_WHAT TO PRODUCE_
Please return all of the entries below exactly as they are written.

===

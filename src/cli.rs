//! Command-line interface definitions and parsing
//!
//! This module defines the CLI structure for tagtree using the `clap` crate.
//!
//! # Commands
//!
//! - **index**: scan a root and cache its tree
//! - **rescan**: rebuild one or all cached trees
//! - **search**: find files by name pattern and `@tag`
//! - **cleanup**: print the shell steps flattening single-file folders
//! - **gather**: print the shell steps moving tagged entries into a tag folder
//! - **show** / **roots** / **dump**: inspect the cache
//! - **config**: read and write settings

use clap::{Parser, Subcommand};
use std::path::PathBuf;

/// Main CLI structure for parsing command-line arguments
#[derive(Parser, Debug)]
#[command(name = "tagtree")]
#[command(about = "Cached trees of tagged files", long_about = None)]
#[command(version)]
pub struct Cli {
    #[command(subcommand)]
    pub command: Commands,

    /// Suppress informational output (only print results)
    #[arg(short = 'q', long = "quiet", global = true)]
    pub quiet: bool,

    /// Log debug diagnostics to stderr
    #[arg(short = 'v', long = "verbose", global = true)]
    pub verbose: bool,

    /// Cache file to use instead of the configured one
    #[arg(long = "cache", value_name = "FILE", global = true)]
    pub cache: Option<PathBuf>,
}

/// Available CLI commands
#[derive(Subcommand, Debug, Clone)]
pub enum Commands {
    /// Scan a directory and cache its tree
    #[command(visible_alias = "i")]
    Index {
        /// Directory to scan
        #[arg(value_name = "ROOT")]
        root: PathBuf,

        /// Only descend into top-level entries carrying one of these tags
        #[arg(short = 't', long = "filter-tag", value_name = "TAG")]
        filter_tags: Vec<String>,

        /// Record size and modification time of every entry
        #[arg(long = "stat")]
        stat: bool,
    },

    /// Rebuild cached trees from the filesystem
    Rescan {
        /// Only rescan this root
        #[arg(value_name = "ROOT")]
        root: Option<PathBuf>,
    },

    /// Write the whole cache to a file (JSON when it ends in .json)
    Dump {
        /// Destination file
        #[arg(value_name = "FILE")]
        file: PathBuf,
    },

    /// Print cached trees
    Show {
        /// Only print this root
        #[arg(value_name = "ROOT")]
        root: Option<PathBuf>,
    },

    /// List cached roots
    Roots,

    /// Search cached trees
    #[command(visible_alias = "s")]
    Search {
        /// Name patterns (regex) and @tags; all must match
        #[arg(value_name = "TERM", required = true)]
        terms: Vec<String>,

        /// Skip files fewer than N levels below their root
        #[arg(short = 'd', long = "min-depth", value_name = "N")]
        min_depth: Option<usize>,

        /// Match name patterns case-sensitively
        #[arg(short = 'c', long = "case-sensitive")]
        case_sensitive: bool,

        /// Sort alphanumerically instead of by date stamp
        #[arg(long = "no-date-sort")]
        no_date_sort: bool,

        /// Keep covers, samples and other junk in the results
        #[arg(long = "include-junk")]
        include_junk: bool,

        /// Only search this root
        #[arg(short = 'r', long = "root", value_name = "ROOT")]
        root: Option<PathBuf>,
    },

    /// Print the shell steps flattening tagged single-file folders
    Cleanup {
        /// Only consider folders with this tag
        #[arg(short = 't', long = "tag", value_name = "TAG")]
        tag: Option<String>,

        /// Only consider this root
        #[arg(short = 'r', long = "root", value_name = "ROOT")]
        root: Option<PathBuf>,
    },

    /// Print the shell steps moving entries with a tag into a folder named after it
    Gather {
        /// Tag to gather; also the name of the folder
        #[arg(value_name = "TAG")]
        tag: String,

        /// Only consider this root
        #[arg(short = 'r', long = "root", value_name = "ROOT")]
        root: Option<PathBuf>,
    },

    /// Manage configuration settings
    Config {
        #[command(subcommand)]
        command: ConfigCommands,
    },
}

/// Configuration management subcommands
#[derive(Subcommand, Debug, Clone)]
pub enum ConfigCommands {
    /// Set a configuration value
    Set {
        /// Configuration key=value (e.g., quiet=true)
        #[arg(value_name = "KEY=VALUE")]
        setting: String,
    },

    /// Get a configuration value
    Get {
        /// Configuration key to retrieve (e.g., quiet)
        #[arg(value_name = "KEY")]
        key: String,
    },
}

impl Cli {
    /// Parse command-line arguments
    #[must_use]
    pub fn parse_args() -> Self {
        Self::parse()
    }
}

===

_COMPLETED EXERCISE_
filename src/cli.rs
//! Command-line interface definitions and parsing
//!
//! This module defines the CLI structure for tagtree using the `clap` crate.
//!
//! # Commands
//!
//! - **index**: scan a root and cache its tree
//! - **rescan**: rebuild one or all cached trees
//! - **search**: find files by name pattern and `@tag`
//! - **cleanup**: print the shell steps flattening single-file folders
//! - **gather**: print the shell steps moving tagged entries into a tag folder
//! - **show** / **roots** / **dump**: inspect the cache
//! - **config**: read and write settings

use clap::{Parser, Subcommand};
use std::path::PathBuf;

/// Main CLI structure for parsing command-line arguments
#[derive(Parser, Debug)]
#[command(name = "tagtree")]
#[command(about = "Cached trees of tagged files", long_about = None)]
#[command(version)]
pub struct Cli {
    #[command(subcommand)]
    pub command: Commands,

    /// Suppress informational output (only print results)
    #[arg(short = 'q', long = "quiet", global = true)]
    pub quiet: bool,

    /// Log debug diagnostics to stderr
    #[arg(short = 'v', long = "verbose", global = true)]
    pub verbose: bool,

    /// Cache file to use instead of the configured one
    #[arg(long = "cache", value_name = "FILE", global = true)]
    pub cache: Option<PathBuf>,
}

/// Available CLI commands
#[derive(Subcommand, Debug, Clone)]
pub enum Commands {
    /// Scan a directory and cache its tree
    #[command(visible_alias = "i")]
    Index {
        /// Directory to scan
        #[arg(value_name = "ROOT")]
        root: PathBuf,

        /// Only descend into top-level entries carrying one of these tags
        #[arg(short = 't', long = "filter-tag", value_name = "TAG")]
        filter_tags: Vec<String>,

        /// Record size and modification time of every entry
        #[arg(long = "stat")]
        stat: bool,
    },

    /// Rebuild cached trees from the filesystem
    Rescan {
        /// Only rescan this root
        #[arg(value_name = "ROOT")]
        root: Option<PathBuf>,
    },

    /// Write the whole cache to a file (JSON when it ends in .json)
    Dump {
        /// Destination file
        #[arg(value_name = "FILE")]
        file: PathBuf,
    },

    /// Print cached trees
    Show {
        /// Only print this root
        #[arg(value_name = "ROOT")]
        root: Option<PathBuf>,
    },

    /// List cached roots
    Roots,

    /// Search cached trees
    #[command(visible_alias = "s")]
    Search {
        /// Name patterns (regex) and @tags; all must match
        #[arg(value_name = "TERM", required = true)]
        terms: Vec<String>,

        /// Skip files fewer than N levels below their root
        #[arg(short = 'd', long = "min-depth", value_name = "N")]
        min_depth: Option<usize>,

        /// Match name patterns case-sensitively
        #[arg(short = 'c', long = "case-sensitive")]
        case_sensitive: bool,

        /// Sort alphanumerically instead of by date stamp
        #[arg(long = "no-date-sort")]
        no_date_sort: bool,

        /// Keep covers, samples and other junk in the results
        #[arg(long = "include-junk")]
        include_junk: bool,

        /// Only search this root
        #[arg(short = 'r', long = "root", value_name = "ROOT")]
        root: Option<PathBuf>,
    },

    /// Print the shell steps flattening tagged single-file folders
    Cleanup {
        /// Only consider folders with this tag
        #[arg(short = 't', long = "tag", value_name = "TAG")]
        tag: Option<String>,

        /// Only consider this root
        #[arg(short = 'r', long = "root", value_name = "ROOT")]
        root: Option<PathBuf>,
    },

    /// Print the shell steps moving entries with a tag into a folder named after it
    Gather {
        /// Tag to gather; also the name of the folder
        #[arg(value_name = "TAG")]
        tag: String,

        /// Only consider this root
        #[arg(short = 'r', long = "root", value_name = "ROOT")]
        root: Option<PathBuf>,
    },

    /// Manage configuration settings
    Config {
        #[command(subcommand)]
        command: ConfigCommands,
    },
}

/// Configuration management subcommands
#[derive(Subcommand, Debug, Clone)]
pub enum ConfigCommands {
    /// Set a configuration value
    Set {
        /// Configuration key=value (e.g., quiet=true)
        #[arg(value_name = "KEY=VALUE")]
        setting: String,
    },

    /// Get a configuration value
    Get {
        /// Configuration key to retrieve (e.g., quiet)
        #[arg(value_name = "KEY")]
        key: String,
    },
}

impl Cli {
    /// Parse command-line arguments
    #[must_use]
    pub fn parse_args() -> Self {
        Self::parse()
    }
}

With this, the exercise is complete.